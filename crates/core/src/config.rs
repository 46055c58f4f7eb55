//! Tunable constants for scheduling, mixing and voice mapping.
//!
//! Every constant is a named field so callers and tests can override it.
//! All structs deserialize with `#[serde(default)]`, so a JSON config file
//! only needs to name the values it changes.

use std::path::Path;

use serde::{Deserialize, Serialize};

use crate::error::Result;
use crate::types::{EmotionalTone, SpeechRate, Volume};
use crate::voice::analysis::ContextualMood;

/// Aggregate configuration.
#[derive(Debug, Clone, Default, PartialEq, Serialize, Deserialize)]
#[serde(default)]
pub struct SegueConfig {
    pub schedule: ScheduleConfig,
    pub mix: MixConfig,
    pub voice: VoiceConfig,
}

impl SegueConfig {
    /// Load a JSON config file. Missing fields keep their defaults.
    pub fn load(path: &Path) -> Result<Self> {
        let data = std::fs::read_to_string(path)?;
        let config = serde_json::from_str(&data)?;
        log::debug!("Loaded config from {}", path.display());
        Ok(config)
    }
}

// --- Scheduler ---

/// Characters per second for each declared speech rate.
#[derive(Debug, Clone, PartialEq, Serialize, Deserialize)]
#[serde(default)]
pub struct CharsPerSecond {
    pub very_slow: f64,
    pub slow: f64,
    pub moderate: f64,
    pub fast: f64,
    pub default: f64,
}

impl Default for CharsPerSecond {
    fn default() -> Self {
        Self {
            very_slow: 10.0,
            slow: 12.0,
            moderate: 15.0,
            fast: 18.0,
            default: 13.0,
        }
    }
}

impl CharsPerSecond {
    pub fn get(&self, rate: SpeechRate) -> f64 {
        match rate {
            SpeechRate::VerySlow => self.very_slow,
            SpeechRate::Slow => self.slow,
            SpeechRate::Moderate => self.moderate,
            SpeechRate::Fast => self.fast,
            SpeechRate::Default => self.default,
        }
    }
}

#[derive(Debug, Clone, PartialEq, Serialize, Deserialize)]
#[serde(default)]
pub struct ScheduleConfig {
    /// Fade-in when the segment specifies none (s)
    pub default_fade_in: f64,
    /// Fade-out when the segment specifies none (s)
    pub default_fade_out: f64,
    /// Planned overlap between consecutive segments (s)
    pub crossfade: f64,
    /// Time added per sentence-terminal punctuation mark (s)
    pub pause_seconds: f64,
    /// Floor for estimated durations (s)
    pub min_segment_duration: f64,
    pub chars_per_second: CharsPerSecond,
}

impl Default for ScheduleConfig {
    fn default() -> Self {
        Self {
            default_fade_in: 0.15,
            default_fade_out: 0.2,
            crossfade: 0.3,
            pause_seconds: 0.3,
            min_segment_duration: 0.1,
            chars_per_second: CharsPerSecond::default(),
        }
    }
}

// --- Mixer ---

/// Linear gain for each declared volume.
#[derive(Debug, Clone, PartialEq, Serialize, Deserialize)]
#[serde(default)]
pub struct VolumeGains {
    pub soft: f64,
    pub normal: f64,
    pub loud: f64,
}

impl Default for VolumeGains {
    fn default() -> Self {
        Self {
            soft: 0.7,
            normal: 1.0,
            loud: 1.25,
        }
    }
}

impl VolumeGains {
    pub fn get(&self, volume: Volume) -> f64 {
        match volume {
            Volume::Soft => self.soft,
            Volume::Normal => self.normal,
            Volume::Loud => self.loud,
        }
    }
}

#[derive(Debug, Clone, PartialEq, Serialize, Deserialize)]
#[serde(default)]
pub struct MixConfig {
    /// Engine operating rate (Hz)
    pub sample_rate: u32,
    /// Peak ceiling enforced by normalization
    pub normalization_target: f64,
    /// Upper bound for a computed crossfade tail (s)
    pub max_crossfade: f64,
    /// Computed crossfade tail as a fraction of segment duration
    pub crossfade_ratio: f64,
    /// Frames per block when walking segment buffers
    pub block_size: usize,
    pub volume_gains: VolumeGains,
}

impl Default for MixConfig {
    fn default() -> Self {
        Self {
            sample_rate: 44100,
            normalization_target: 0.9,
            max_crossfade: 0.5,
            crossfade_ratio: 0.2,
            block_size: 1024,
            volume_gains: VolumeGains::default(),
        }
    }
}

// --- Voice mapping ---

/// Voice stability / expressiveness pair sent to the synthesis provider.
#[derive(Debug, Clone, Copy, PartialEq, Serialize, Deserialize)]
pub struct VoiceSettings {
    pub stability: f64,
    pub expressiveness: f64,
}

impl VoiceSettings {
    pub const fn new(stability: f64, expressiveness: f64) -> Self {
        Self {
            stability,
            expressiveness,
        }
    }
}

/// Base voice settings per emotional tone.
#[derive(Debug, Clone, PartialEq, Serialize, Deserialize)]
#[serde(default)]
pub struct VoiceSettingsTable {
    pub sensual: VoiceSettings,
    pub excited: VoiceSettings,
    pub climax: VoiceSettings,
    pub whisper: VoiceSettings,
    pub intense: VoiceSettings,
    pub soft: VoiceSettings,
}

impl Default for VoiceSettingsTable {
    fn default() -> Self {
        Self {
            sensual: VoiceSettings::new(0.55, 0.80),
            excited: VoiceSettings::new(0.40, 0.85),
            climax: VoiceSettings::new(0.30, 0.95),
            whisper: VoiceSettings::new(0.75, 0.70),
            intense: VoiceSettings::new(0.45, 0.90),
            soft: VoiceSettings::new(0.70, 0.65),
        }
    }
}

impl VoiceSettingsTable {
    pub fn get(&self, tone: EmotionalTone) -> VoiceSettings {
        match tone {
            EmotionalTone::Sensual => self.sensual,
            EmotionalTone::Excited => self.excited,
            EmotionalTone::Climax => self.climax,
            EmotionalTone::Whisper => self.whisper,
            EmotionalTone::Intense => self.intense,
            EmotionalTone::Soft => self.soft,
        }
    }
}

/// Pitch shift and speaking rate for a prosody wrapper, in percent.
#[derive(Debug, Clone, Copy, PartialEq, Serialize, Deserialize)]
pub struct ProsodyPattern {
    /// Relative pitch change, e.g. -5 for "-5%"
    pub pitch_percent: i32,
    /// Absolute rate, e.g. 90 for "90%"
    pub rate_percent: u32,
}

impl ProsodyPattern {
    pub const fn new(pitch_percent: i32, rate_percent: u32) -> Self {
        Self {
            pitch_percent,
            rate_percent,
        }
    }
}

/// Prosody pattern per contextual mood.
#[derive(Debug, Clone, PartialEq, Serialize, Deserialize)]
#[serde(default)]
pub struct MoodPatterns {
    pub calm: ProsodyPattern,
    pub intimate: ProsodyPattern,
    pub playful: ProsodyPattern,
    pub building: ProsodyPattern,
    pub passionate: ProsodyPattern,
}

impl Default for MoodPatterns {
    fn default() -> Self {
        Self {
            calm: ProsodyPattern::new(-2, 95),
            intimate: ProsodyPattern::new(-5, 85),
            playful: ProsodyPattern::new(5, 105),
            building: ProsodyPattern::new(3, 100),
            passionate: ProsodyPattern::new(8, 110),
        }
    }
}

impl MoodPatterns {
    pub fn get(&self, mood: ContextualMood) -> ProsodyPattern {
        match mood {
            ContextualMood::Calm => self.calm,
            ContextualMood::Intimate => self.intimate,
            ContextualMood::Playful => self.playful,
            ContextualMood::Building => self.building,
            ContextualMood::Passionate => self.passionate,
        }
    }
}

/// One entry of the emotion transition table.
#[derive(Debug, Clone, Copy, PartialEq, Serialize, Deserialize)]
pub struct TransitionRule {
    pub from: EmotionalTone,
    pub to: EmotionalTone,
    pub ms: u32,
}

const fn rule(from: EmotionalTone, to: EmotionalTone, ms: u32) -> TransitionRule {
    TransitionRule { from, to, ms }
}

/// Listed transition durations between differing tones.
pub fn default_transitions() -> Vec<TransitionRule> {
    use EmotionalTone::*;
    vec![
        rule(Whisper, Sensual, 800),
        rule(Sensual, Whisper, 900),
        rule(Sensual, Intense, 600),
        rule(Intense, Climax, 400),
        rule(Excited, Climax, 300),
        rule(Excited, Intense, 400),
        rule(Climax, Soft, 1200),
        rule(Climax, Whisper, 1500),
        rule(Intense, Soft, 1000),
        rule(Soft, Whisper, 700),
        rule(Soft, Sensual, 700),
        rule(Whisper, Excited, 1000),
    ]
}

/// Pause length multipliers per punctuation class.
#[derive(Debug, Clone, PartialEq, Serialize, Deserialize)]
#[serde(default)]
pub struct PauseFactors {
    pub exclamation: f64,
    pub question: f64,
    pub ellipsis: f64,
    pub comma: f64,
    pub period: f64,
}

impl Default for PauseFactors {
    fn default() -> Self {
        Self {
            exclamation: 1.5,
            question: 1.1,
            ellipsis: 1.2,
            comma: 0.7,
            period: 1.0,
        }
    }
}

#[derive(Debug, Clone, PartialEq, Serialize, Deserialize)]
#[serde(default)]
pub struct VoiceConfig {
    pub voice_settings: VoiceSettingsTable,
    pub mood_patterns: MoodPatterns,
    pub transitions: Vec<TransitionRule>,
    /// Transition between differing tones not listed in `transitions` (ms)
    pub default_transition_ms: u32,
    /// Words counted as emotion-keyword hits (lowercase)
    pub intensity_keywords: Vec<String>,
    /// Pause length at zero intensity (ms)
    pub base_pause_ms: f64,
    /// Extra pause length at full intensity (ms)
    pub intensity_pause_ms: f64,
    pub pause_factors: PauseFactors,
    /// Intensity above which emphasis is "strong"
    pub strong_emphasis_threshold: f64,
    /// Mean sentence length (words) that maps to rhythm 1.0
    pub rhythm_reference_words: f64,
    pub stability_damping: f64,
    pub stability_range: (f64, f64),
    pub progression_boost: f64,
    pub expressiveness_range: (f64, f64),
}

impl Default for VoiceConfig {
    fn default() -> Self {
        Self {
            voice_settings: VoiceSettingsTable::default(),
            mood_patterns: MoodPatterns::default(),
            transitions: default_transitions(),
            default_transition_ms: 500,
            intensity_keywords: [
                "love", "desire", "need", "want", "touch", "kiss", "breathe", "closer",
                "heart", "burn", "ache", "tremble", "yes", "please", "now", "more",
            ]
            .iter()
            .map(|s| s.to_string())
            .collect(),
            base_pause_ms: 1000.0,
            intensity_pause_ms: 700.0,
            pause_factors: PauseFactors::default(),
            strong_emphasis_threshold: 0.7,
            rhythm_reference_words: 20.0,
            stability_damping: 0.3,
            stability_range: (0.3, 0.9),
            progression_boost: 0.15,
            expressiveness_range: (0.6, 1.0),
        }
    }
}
+ + + + +
### WHAT TO DO
Only the lines from the first line of the records through the line with "use crate::error::Result;" should be reproduced, exactly and with nothing added.

### YOUR RESPONSE
filename crates/core/src/config.rs
repository 46055c58f4f7eb55
//! Tunable constants for scheduling, mixing and voice mapping.
//!
//! Every constant is a named field so callers and tests can override it.
//! All structs deserialize with `#[serde(default)]`, so a JSON config file
//! only needs to name the values it changes.

use std::path::Path;

use serde::{Deserialize, Serialize};

use crate::error::Result;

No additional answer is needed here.